The simultaneous presence of dendritic, T- and B-cells in the central nervous system (CNS) of mice with experimental autoimmune encephalomyelitis (EAE), a model for multiple sclerosis, suggests that interactions among these cell types might be instrumental in the local induction and maintenance of autoimmune reactions. In this study, we explored the possibility that such aberrant leukocyte recruitment in the CNS could be sustained by "lymphoid" chemokines which orchestrate dendritic cell and lymphocyte homing to lymphoid organs. Transcripts for CCL19 and CCL21 and their common receptor CCR7 were induced in the CNS of mice undergoing relapsing-remitting and chronic-relapsing EAE. While CCL21 immunoreactivity was confined to the endothelium of some inflamed blood vessels, CCL19 was expressed by many infiltrating leukocytes and some astrocytes and microglia in the CNS parenchyma.
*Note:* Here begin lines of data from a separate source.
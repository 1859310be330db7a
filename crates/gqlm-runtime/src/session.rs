//! Runtime dispatch session.
//!
//! A [`Session`] owns the finalized client configuration, the operation
//! registry, and an operation catalog (name to query text). Client state
//! (effective request options per client) is initialized lazily on first
//! use and mutated through patch-based setters. Dispatch resolves the
//! owning client from the registry, snapshots that client's transport and
//! headers under the lock, releases the lock, and performs the request.
//!
//! # Examples
//!
//! ```no_run
//! use gqlm_core::{ClientSource, GqlConfig, OperationRegistry};
//! use gqlm_runtime::{OperationCatalog, OperationKind, Session};
//!
//! # async fn demo() -> gqlm_core::Result<()> {
//! let config = GqlConfig::builder()
//!     .client("default", ClientSource::host("https://api.example.com/graphql"))
//!     .build()?;
//! let mut registry = OperationRegistry::new();
//! registry.add_client("default".into());
//! registry.register(&"default".into(), "GetUser".into());
//!
//! let mut catalog = OperationCatalog::new();
//! catalog.insert("GetUser", OperationKind::Query, "query GetUser { user { id } }");
//!
//! let session = Session::new(config, registry, catalog);
//! let data = session.dispatch("GetUser", None).await?;
//! # let _ = data;
//! # Ok(())
//! # }
//! ```

use crate::client::GqlClient;
use crate::state::RequestOptions;
use gqlm_core::{
    ClientConfig, ClientName, CorsConfig, Error, ErrorRecord, GqlConfig, OperationName,
    OperationRegistry, Result,
};
use serde_json::{Map, Value, json};
use std::collections::{BTreeMap, HashMap};
use std::fmt;
use std::sync::Arc;
use tokio::sync::Mutex;
use tracing::{debug, warn};

/// Where the session is executing, which decides host selection and
/// cookie forwarding.
#[derive(Debug, Clone, Copy, PartialEq, Eq, Default)]
pub enum ClientContext {
    /// Server-side context: uses the primary host and may forward the
    /// inbound cookie header.
    #[default]
    Server,
    /// Browser context: prefers the client-side host override and never
    /// forwards cookies.
    Browser,
}

/// GraphQL operation kind.
#[derive(Debug, Clone, Copy, PartialEq, Eq)]
pub enum OperationKind {
    /// A `query` operation.
    Query,
    /// A `mutation` operation.
    Mutation,
    /// A `subscription` operation.
    Subscription,
}

impl OperationKind {
    /// Lowercase keyword for the kind.
    #[must_use]
    pub const fn as_str(self) -> &'static str {
        match self {
            Self::Query => "query",
            Self::Mutation => "mutation",
            Self::Subscription => "subscription",
        }
    }
}

/// One dispatchable operation: its kind and full query text.
#[derive(Debug, Clone, PartialEq, Eq)]
pub struct OperationEntry {
    /// Operation kind.
    pub kind: OperationKind,
    /// Full document text sent as the request `query`.
    pub query: String,
}

/// Name-keyed catalog of dispatchable operations.
#[derive(Debug, Clone, Default)]
pub struct OperationCatalog {
    entries: BTreeMap<OperationName, OperationEntry>,
}

impl OperationCatalog {
    /// Creates an empty catalog.
    #[must_use]
    pub fn new() -> Self {
        Self::default()
    }

    /// Registers an operation. A repeated name overwrites the previous
    /// entry.
    pub fn insert(
        &mut self,
        name: impl Into<OperationName>,
        kind: OperationKind,
        query: impl Into<String>,
    ) {
        self.entries.insert(
            name.into(),
            OperationEntry {
                kind,
                query: query.into(),
            },
        );
    }

    /// Looks up an operation by name.
    #[must_use]
    pub fn get(&self, name: &OperationName) -> Option<&OperationEntry> {
        self.entries.get(name)
    }

    /// Number of cataloged operations.
    #[must_use]
    pub fn len(&self) -> usize {
        self.entries.len()
    }

    /// Returns `true` when no operations are cataloged.
    #[must_use]
    pub fn is_empty(&self) -> bool {
        self.entries.is_empty()
    }
}
//! Document discovery under configured search roots.
//!
//! Any `*.gql` / `*.graphql` file under a search root is a document, with
//! two exclusions: files inside a `schemas` directory and zero-byte files.
//! Discovery order is deterministic (sorted by path).

use gqlm_core::{Error, Result};
use std::path::{Path, PathBuf};
use walkdir::WalkDir;

/// Returns `true` if the path has a GraphQL document extension.
#[must_use]
pub fn is_document_path(path: &Path) -> bool {
    matches!(
        path.extension().and_then(|ext| ext.to_str()),
        Some("gql" | "graphql")
    )
}

fn in_schemas_dir(path: &Path) -> bool {
    path.components()
        .any(|component| component.as_os_str() == "schemas")
}

/// Discovers document files under the given search roots.
///
/// Nonexistent roots are skipped with a warning, matching the behavior for
/// invalid configured document paths. The result is sorted and
/// deduplicated.
///
/// # Errors
///
/// Returns [`Error::Io`] when a directory walk fails for a reason other
/// than a missing root.
///
/// # Examples
///
/// ```no_run
/// use gqlm_scanner::discover_documents;
/// use std::path::PathBuf;
///
/// let documents = discover_documents(&[PathBuf::from("src")]).unwrap();
/// for path in &documents {
///     println!("{}", path.display());
/// }
/// ```
pub fn discover_documents(roots: &[PathBuf]) -> Result<Vec<PathBuf>> {
    let mut documents = Vec::new();

    for root in roots {
        if !root.exists() {
            tracing::warn!(path = %root.display(), "Invalid document path");
            continue;
        }
        for entry in WalkDir::new(root).sort_by_file_name() {
            let entry = entry.map_err(|e| Error::Io {
                path: root.display().to_string(),
                source: e.into(),
            })?;
            let path = entry.path();
            if !entry.file_type().is_file() || !is_document_path(path) || in_schemas_dir(path) {
                continue;
            }
            // Zero-byte documents are explicitly ignored.
            let len = entry
                .metadata()
                .map_err(|e| Error::Io {
                    path: path.display().to_string(),
                    source: e.into(),
                })?
                .len();
            if len == 0 {
                tracing::debug!(path = %path.display(), "Skipping empty document");
                continue;
            }
            documents.push(path.to_path_buf());
        }
    }

    documents.sort();
    documents.dedup();
    Ok(documents)
}

/// Kind of filesystem change affecting a document.
#[derive(Debug, Clone, Copy, PartialEq, Eq)]
pub enum ChangeKind {
    /// File was created.
    Created,
    /// File contents changed.
    Modified,
    /// File was removed.
    Removed,
}

/// A filesystem change event fed in by the host build system.
#[derive(Debug, Clone, PartialEq, Eq)]
pub struct DocumentEvent {
    /// Path of the changed file.
    pub path: PathBuf,
    /// What happened to it.
    pub kind: ChangeKind,
}

impl DocumentEvent {
    /// Creates a new event.
    #[must_use]
    pub fn new(path: impl Into<PathBuf>, kind: ChangeKind) -> Self {
        Self {
            path: path.into(),
            kind,
        }
    }

    /// Returns `true` if this event should trigger regeneration.
    ///
    /// Non-document paths never trigger. Zero-byte files are ignored on
    /// create/modify; removals always trigger since the file is gone and a
    /// last-known length cannot be checked.
    #[must_use]
    pub fn is_relevant(&self) -> bool {
        if !is_document_path(&self.path) {
            return false;
        }
        match self.kind {
            ChangeKind::Removed => true,
            ChangeKind::Created | ChangeKind::Modified => {
                std::fs::metadata(&self.path).is_ok_and(|meta| meta.len() > 0)
            }
        }
    }
}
CCR7+ cells accumulated in inflammatory lesions during EAE progression, when abundant infiltration of the CNS by mature dendritic cells, B-cells and cells expressing naive T-cell markers also occurred. These findings suggest that CCL19 and CCL21 produced in the EAE-affected CNS may be critical for the homing of antigen presenting cells and lymphocytes, resulting in continuous local antigenic stimulation and maintenance of chronic neuroinflammation.